Stored items:
*** Begin section ***
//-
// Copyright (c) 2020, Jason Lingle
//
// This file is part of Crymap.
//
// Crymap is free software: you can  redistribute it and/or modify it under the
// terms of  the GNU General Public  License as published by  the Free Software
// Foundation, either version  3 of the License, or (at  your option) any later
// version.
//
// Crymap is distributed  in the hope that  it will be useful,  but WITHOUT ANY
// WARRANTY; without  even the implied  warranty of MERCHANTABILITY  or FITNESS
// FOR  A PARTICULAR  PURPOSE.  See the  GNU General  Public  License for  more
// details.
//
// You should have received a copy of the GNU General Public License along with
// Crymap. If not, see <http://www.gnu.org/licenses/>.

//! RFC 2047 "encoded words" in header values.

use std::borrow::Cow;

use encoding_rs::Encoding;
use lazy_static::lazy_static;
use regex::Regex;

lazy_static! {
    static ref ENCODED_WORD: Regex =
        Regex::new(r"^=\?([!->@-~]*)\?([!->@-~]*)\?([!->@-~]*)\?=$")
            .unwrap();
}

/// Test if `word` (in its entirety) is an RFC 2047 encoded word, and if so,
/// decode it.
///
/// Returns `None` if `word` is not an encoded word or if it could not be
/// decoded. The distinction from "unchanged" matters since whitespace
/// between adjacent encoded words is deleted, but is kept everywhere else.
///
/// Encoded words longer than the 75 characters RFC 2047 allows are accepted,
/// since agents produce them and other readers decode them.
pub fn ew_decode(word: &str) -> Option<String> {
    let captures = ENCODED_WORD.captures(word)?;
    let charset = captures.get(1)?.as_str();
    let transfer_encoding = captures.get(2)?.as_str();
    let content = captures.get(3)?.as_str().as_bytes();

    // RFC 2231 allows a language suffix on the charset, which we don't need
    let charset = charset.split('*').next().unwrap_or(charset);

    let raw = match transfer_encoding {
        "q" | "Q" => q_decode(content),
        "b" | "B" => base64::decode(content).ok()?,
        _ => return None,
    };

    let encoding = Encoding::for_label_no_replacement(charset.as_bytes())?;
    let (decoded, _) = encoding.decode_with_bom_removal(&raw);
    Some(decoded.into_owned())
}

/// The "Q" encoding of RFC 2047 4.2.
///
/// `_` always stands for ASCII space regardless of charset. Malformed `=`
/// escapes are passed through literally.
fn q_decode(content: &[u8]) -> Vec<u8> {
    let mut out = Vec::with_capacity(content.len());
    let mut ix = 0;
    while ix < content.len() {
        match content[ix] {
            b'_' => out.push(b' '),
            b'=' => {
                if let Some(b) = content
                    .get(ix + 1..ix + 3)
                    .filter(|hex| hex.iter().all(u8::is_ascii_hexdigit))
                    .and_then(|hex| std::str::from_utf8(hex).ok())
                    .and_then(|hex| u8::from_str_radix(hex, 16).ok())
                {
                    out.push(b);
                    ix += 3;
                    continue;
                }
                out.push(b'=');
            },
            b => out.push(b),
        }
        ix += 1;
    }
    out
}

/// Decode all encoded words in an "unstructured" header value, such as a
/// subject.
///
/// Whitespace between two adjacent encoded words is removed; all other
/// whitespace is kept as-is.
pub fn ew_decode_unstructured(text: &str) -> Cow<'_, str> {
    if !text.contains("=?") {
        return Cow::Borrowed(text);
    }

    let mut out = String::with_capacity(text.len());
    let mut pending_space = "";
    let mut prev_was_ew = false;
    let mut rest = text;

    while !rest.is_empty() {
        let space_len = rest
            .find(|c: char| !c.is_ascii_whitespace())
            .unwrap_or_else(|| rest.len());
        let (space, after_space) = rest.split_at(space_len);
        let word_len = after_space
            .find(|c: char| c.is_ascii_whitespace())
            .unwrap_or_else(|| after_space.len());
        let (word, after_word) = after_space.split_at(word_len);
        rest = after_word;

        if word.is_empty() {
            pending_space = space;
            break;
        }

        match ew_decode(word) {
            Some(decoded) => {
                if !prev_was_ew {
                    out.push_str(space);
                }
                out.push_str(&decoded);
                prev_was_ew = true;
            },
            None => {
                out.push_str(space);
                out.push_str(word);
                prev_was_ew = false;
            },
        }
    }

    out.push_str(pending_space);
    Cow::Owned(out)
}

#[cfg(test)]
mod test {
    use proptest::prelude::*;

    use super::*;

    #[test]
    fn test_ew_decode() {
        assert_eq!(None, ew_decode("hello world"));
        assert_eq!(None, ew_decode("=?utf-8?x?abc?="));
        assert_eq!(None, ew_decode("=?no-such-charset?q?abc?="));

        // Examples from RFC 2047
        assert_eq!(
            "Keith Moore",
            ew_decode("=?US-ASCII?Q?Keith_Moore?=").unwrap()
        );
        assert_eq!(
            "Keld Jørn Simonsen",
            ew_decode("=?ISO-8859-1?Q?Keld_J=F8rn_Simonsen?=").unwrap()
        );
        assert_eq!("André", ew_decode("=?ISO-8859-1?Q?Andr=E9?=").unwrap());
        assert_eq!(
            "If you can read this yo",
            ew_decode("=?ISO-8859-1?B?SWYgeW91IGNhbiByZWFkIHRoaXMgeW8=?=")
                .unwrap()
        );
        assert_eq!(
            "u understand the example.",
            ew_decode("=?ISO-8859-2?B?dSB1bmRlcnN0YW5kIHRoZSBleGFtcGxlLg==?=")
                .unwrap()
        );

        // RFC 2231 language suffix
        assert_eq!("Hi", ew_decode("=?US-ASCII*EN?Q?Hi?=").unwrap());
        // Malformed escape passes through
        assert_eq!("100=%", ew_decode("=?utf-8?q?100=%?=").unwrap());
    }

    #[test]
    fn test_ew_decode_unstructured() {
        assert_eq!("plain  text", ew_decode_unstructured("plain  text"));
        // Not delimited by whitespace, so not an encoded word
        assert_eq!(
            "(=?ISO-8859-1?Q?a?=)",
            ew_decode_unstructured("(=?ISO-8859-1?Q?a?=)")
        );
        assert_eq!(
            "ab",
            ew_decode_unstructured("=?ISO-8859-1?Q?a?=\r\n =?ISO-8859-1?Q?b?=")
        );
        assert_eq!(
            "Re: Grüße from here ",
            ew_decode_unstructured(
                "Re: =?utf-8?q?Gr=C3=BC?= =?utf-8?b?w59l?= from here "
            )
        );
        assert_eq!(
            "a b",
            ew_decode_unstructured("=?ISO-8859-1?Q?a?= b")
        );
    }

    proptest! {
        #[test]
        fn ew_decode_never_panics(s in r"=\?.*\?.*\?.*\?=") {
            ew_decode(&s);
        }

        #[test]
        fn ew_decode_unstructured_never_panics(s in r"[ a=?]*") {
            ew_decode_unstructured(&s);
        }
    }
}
*** End section ***
*** Begin section ***
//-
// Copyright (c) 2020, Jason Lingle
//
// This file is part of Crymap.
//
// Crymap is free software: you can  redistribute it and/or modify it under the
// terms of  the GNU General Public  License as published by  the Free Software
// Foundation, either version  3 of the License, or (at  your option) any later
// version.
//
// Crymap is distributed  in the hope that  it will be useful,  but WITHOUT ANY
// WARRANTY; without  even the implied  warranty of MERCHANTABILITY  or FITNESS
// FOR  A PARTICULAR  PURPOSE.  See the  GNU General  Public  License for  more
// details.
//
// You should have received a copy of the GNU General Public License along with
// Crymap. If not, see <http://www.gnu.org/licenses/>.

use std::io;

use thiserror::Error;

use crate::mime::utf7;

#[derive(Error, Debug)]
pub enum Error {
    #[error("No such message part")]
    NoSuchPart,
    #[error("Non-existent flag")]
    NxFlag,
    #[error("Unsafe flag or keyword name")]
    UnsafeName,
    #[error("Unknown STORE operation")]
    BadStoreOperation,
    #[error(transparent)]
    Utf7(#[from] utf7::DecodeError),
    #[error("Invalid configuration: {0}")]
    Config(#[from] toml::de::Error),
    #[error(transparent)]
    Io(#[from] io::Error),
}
*** End section ***
*** Begin section ***
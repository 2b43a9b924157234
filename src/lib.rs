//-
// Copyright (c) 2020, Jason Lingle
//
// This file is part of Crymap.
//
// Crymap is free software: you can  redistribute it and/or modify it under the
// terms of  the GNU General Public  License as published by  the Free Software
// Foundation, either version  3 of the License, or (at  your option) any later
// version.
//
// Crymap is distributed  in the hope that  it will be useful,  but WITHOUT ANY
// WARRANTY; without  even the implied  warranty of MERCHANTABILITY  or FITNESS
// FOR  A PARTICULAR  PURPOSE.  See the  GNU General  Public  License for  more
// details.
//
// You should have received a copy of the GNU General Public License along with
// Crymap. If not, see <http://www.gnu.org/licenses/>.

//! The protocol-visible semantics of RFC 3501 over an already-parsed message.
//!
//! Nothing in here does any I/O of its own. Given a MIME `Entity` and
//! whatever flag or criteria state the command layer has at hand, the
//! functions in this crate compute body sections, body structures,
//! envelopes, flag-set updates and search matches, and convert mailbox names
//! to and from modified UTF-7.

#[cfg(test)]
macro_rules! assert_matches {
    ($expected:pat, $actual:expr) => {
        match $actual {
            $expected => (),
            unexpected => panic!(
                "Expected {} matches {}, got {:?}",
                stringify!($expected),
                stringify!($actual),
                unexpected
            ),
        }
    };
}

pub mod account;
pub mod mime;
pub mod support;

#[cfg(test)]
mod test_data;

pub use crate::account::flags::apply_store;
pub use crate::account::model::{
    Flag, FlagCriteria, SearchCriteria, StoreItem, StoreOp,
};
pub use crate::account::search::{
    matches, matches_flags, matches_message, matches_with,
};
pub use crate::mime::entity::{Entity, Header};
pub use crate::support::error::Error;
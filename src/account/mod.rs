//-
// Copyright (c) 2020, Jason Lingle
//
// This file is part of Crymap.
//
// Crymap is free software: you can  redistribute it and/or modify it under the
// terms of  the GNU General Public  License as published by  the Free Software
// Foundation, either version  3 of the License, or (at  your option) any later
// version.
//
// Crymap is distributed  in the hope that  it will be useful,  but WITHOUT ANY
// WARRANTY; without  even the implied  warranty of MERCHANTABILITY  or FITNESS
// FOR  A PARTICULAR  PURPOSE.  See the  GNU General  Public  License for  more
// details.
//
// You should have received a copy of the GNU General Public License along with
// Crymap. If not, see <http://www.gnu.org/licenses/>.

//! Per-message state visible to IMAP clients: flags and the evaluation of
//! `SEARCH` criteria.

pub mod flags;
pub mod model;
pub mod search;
*** End section ***
= REQUIRED ACTION =
Copy out every line from the data above in which the word "through" occurs.

= RESPONSE =
/// escapes are passed through literally.
        // Malformed escape passes through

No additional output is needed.